A cable-suspended drill has a downhole system, known as a sonde, to drill the hole. The sonde is connected to the surface by an armoured cable, which provides power and enables the drill to be winched in and out of the hole. Electromechanical (EM) cable-suspended drills have a cutting head, with blades that shave the ice as they rotate, like a carpenter's plane. The depth of penetration of the cut is adjusted by a device called a shoe, which is part of the cutting head. The ice cuttings are stored in a chamber in the sonde, either in the core barrel, above the core, or in a separate chamber, further up the drill.

The cuttings can be transported by auger flights or by fluid circulation. Drills that rely on auger flights and which are not designed to work in a fluid-filled hole are limited to depths at which borehole closure is not a problem, so these are known as shallow drills. Deeper holes have to be drilled with drilling fluid, but whereas circulation in a rotary drill takes the fluid all the way down and then up the borehole, cable-suspended drills only need to circulate the fluid from the drill head up to the cuttings chamber.
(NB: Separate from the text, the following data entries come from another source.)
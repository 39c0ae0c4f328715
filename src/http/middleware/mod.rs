//! HTTP middleware.

pub mod instrumentation;

pub use instrumentation::{instrument, UNKNOWN_ENDPOINT};
//! Downstream calculator subsystem.
//!
//! # Data Flow
//! ```text
//! Handler (validated operands)
//!     → invoker.rs (spawn binary, trace identity in environment, timeout)
//!     → stdout parsed as one decimal number
//!     → calculator_* metrics recorded on every exit path
//!     → Result handed back to the handler unchanged
//! ```
//!
//! # Design Decisions
//! - One process per call; no pooling, no retries
//! - The invoker measures failures but never masks them
//! - Timeouts kill the child process

pub mod error;
pub mod invoker;

pub use error::DownstreamError;
pub use invoker::DownstreamInvoker;
//! Shutdown coordination for the service.

use std::sync::atomic::{AtomicBool, Ordering};
use std::sync::Arc;

use tokio::sync::broadcast;

/// Coordinator for graceful shutdown.
///
/// Cloned handles share one broadcast channel; the server and any
/// background task subscribe, and whoever sees the signal first triggers.
#[derive(Clone)]
pub struct Shutdown {
    tx: broadcast::Sender<()>,
    triggered: Arc<AtomicBool>,
}

impl Shutdown {
    pub fn new() -> Self {
        let (tx, _) = broadcast::channel(1);
        Self {
            tx,
            triggered: Arc::new(AtomicBool::new(false)),
        }
    }

    /// Subscribe to the shutdown signal.
    pub fn subscribe(&self) -> broadcast::Receiver<()> {
        self.tx.subscribe()
    }

    /// Fire the signal. Later calls are no-ops.
    pub fn trigger(&self) {
        if !self.triggered.swap(true, Ordering::SeqCst) {
            tracing::info!(subscribers = self.tx.receiver_count(), "Shutdown triggered");
            let _ = self.tx.send(());
        }
    }

    pub fn is_triggered(&self) -> bool {
        self.triggered.load(Ordering::SeqCst)
    }

    /// Trigger once the process receives SIGINT or SIGTERM.
    pub fn trigger_on_signal(&self) -> tokio::task::JoinHandle<()> {
        let shutdown = self.clone();
        tokio::spawn(async move {
            super::signals::wait_for_signal().await;
            shutdown.trigger();
        })
    }
}

impl Default for Shutdown {
    fn default() -> Self {
        Self::new()
    }
}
This is known as bottom-hole circulation.

The upper part of the sonde has an antitorque system, which most commonly consists of three or four leaf-springs that press out against the borehole walls. Sharp edges on the leaf springs catch in the walls and provide the necessary resistance to prevent this part of the drill from rotating. At the point where the cable connects to the sonde, most drills include a slip ring, to allow the drill to rotate independently of the cable. This is to prevent torque damage to the cable if the anti-torque system fails. Coring drills may also have a weight that can be used as a hammer to assist in breaking the core, and a chamber for any instrumentation or sensors needed.
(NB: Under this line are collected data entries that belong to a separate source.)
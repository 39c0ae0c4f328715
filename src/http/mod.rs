//! HTTP protocol handling subsystem.
//!
//! # Data Flow
//! ```text
//! TCP connection
//!     → server.rs (Axum setup, route table, timeout)
//!     → middleware/instrumentation.rs (trace context, span, metrics)
//!     → api handlers (calculator, actuator)
//!     → response.rs (trace-stamped bodies and errors)
//!     → Send to client with trace headers
//! ```

pub mod middleware;
pub mod response;
pub mod server;

pub use response::{ApiError, Traced};
pub use server::{AppState, HttpServer};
At the bottom of the sonde is the cutting head, and above this is the core barrel, with auger flights around it on shallow drills, and typically an outer barrel around that, usually with internal vertical ribs or some other way of providing additional impetus to the upward-bound cuttings on the flights. If there is a separate chip chamber it will be above the core barrel. The motor, with suitable gearing, is also above the core barrel.

Shallow drills can retrieve cores up to 300–350 m deep, but core quality is much improved if drilling fluid is present, so some shallow drills have been designed to work in wet holes. Tests reported in 2014 showed that wet drilling, with the top of the drilling fluid no deeper than 250 m, would maintain good core quality.

Drilling fluids are necessary for drilling deep holes, so the cable-suspended drills that are used for these projects use a pump to provide fluid circulation, in order to remove the cuttings from the bit. A few drills designed for use with drilling fluid also have auger flights on the inner barrel. As with shallow drills, the cuttings are stored in a chamber above the core. The circulation can be in either direction: down the inside of the drill string, and up between the core barrel and the borehole wall, or in the reverse direction, which has become the favoured approach in drill design as it gives better cuttings removal for a lower flow rate. Drills capable of reaching depths over 1500 m are known as deep drilling systems; they have generally similar designs to the intermediate systems that can drill from 400 m to 1500 m, but must have heavier and more robust systems such as winches, and have longer drills and larger drilling shelters. Core diameters for these drills have varied from 50 mm to 132 mm, and the core length from as short as 0.35 m up to 6 m. A common design feature of these deep drills is that they can be tipped to the horizontal to make it easier to remove the core and the cuttings. This reduces the required height of the mast, but requires a deep slot to be cut into the ice, to make room for the sonde to swing up.

The first cable-suspended electromechanical drill was invented by Armais Arutunoff for use in mineral drilling; it was tested in 1947 in Oklahoma, but did not perform well. CRREL acquired a reconditioned Arutunoff drill in 1963, modified it for drilling in ice, and in 1966 used it to extend a hole at Camp Century in Greenland to the base of the ice cap, at 1387 m, and 4 m further into the bedrock.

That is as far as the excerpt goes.